======== Records for the task ========

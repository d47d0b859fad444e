use thiserror::Error;

use crate::calculator;
use crate::config::ConfigError;
use crate::conversion::{self, ConversionError};
use crate::derivation::DerivationResult;
use crate::form::{FormState, Form};
use crate::i18n::{self, Translator};
use crate::quantity::Quantity;
use crate::ui_cli::{self, MenuChoice};

/// 애플리케이션 실행 중 발생 가능한 오류를 표현한다.
#[derive(Debug, Error)]
pub enum AppError {
    /// 파일/콘솔 입출력 오류
    #[error("I/O error: {0}")]
    Io(#[from] std::io::Error),
    /// 설정 저장/로드 오류
    #[error(transparent)]
    Config(#[from] ConfigError),
    /// 단위 변환 오류
    #[error(transparent)]
    Conversion(#[from] ConversionError),
    /// 명령행 값 인자 오류
    #[error("invalid value for {quantity}: {input:?}")]
    InvalidValue { quantity: Quantity, input: String },
}

/// `"10 g"`, `"10g"`, `"10"` 형태의 값 인자를 숫자와 단위로 나눈다.
///
/// 단위를 생략하면 `None`이며 행의 현재 단위를 그대로 쓴다. 단위는 정식
/// 라벨로 정규화된다.
pub fn parse_value_arg(
    quantity: Quantity,
    input: &str,
) -> Result<(f64, Option<&'static str>), AppError> {
    let s = input.trim();
    let invalid = || AppError::InvalidValue {
        quantity,
        input: input.to_string(),
    };
    let split = s
        .char_indices()
        .map(|(i, c)| i + c.len_utf8())
        .filter(|&end| s[..end].trim().parse::<f64>().is_ok())
        .last()
        .ok_or_else(invalid)?;
    let value: f64 = s[..split].trim().parse().map_err(|_| invalid())?;
    if !value.is_finite() {
        return Err(invalid());
    }
    let unit = s[split..].trim();
    if unit.is_empty() {
        Ok((value, None))
    } else {
        Ok((value, Some(conversion::normalize_unit(quantity, unit)?)))
    }
}

/// 명령행에서 받은 값들을 폼에 채운 뒤 `target` 행을 계산한다.
pub fn solve(
    form: &mut FormState,
    target: Quantity,
    inputs: &[(Quantity, String)],
) -> Result<DerivationResult, AppError> {
    for (q, raw) in inputs {
        let (value, unit) = parse_value_arg(*q, raw)?;
        if let Some(unit) = unit {
            form.select_unit(*q, unit)?;
        }
        form.set_text(*q, &value.to_string());
    }
    let result = calculator::calculate(form, Some(target))?;
    Ok(result)
}

/// CLI 대화형 모드의 메인 루프를 실행한다.
pub fn run(form: &mut FormState, tr: &Translator) -> Result<(), AppError> {
    loop {
        ui_cli::print_form(form, tr);
        match ui_cli::main_menu(tr)? {
            MenuChoice::EnterValue => ui_cli::handle_enter_value(form, tr)?,
            MenuChoice::SelectUnit => ui_cli::handle_select_unit(form, tr)?,
            MenuChoice::Calculate => ui_cli::handle_calculate(form, tr)?,
            MenuChoice::Clear => calculator::clear(form),
            MenuChoice::Help => println!("{}", tr.t(i18n::keys::INSTRUCTIONS)),
            MenuChoice::Exit => {
                println!("{}", tr.t(i18n::keys::APP_EXIT));
                break;
            }
        }
    }
    Ok(())
}

/// 폼의 값을 기준 단위로 요약한다 (디버그 로그용).
pub fn describe_canonical(form: &FormState) -> String {
    Quantity::ALL
        .iter()
        .map(|&q| {
            let v = form.canonical_value(q).unwrap_or(0.0);
            format!("{q}={v} {}", q.canonical_unit())
        })
        .collect::<Vec<_>>()
        .join(", ")
}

========

-- Problem requirements --
Each line above is to be restated exactly as it stands.

-- Answer area --
repository d47d0b859fad444e
use thiserror::Error;

use crate::calculator;
use crate::config::ConfigError;
use crate::conversion::{self, ConversionError};
use crate::derivation::DerivationResult;
use crate::form::{FormState, Form};
use crate::i18n::{self, Translator};
use crate::quantity::Quantity;
use crate::ui_cli::{self, MenuChoice};

/// 애플리케이션 실행 중 발생 가능한 오류를 표현한다.
#[derive(Debug, Error)]
pub enum AppError {
    /// 파일/콘솔 입출력 오류
    #[error("I/O error: {0}")]
    Io(#[from] std::io::Error),
    /// 설정 저장/로드 오류
    #[error(transparent)]
    Config(#[from] ConfigError),
    /// 단위 변환 오류
    #[error(transparent)]
    Conversion(#[from] ConversionError),
    /// 명령행 값 인자 오류
    #[error("invalid value for {quantity}: {input:?}")]
    InvalidValue { quantity: Quantity, input: String },
}

/// `"10 g"`, `"10g"`, `"10"` 형태의 값 인자를 숫자와 단위로 나눈다.
///
/// 단위를 생략하면 `None`이며 행의 현재 단위를 그대로 쓴다. 단위는 정식
/// 라벨로 정규화된다.
pub fn parse_value_arg(
    quantity: Quantity,
    input: &str,
) -> Result<(f64, Option<&'static str>), AppError> {
    let s = input.trim();
    let invalid = || AppError::InvalidValue {
        quantity,
        input: input.to_string(),
    };
    let split = s
        .char_indices()
        .map(|(i, c)| i + c.len_utf8())
        .filter(|&end| s[..end].trim().parse::<f64>().is_ok())
        .last()
        .ok_or_else(invalid)?;
    let value: f64 = s[..split].trim().parse().map_err(|_| invalid())?;
    if !value.is_finite() {
        return Err(invalid());
    }
    let unit = s[split..].trim();
    if unit.is_empty() {
        Ok((value, None))
    } else {
        Ok((value, Some(conversion::normalize_unit(quantity, unit)?)))
    }
}

/// 명령행에서 받은 값들을 폼에 채운 뒤 `target` 행을 계산한다.
pub fn solve(
    form: &mut FormState,
    target: Quantity,
    inputs: &[(Quantity, String)],
) -> Result<DerivationResult, AppError> {
    for (q, raw) in inputs {
        let (value, unit) = parse_value_arg(*q, raw)?;
        if let Some(unit) = unit {
            form.select_unit(*q, unit)?;
        }
        form.set_text(*q, &value.to_string());
    }
    let result = calculator::calculate(form, Some(target))?;
    Ok(result)
}

/// CLI 대화형 모드의 메인 루프를 실행한다.
pub fn run(form: &mut FormState, tr: &Translator) -> Result<(), AppError> {
    loop {
        ui_cli::print_form(form, tr);
        match ui_cli::main_menu(tr)? {
            MenuChoice::EnterValue => ui_cli::handle_enter_value(form, tr)?,
            MenuChoice::SelectUnit => ui_cli::handle_select_unit(form, tr)?,
            MenuChoice::Calculate => ui_cli::handle_calculate(form, tr)?,
            MenuChoice::Clear => calculator::clear(form),
            MenuChoice::Help => println!("{}", tr.t(i18n::keys::INSTRUCTIONS)),
            MenuChoice::Exit => {
                println!("{}", tr.t(i18n::keys::APP_EXIT));
                break;
            }
        }
    }
    Ok(())
}

/// 폼의 값을 기준 단위로 요약한다 (디버그 로그용).
pub fn describe_canonical(form: &FormState) -> String {
    Quantity::ALL
        .iter()
        .map(|&q| {
            let v = form.canonical_value(q).unwrap_or(0.0);
            format!("{q}={v} {}", q.canonical_unit())
        })
        .collect::<Vec<_>>()
        .join(", ")
}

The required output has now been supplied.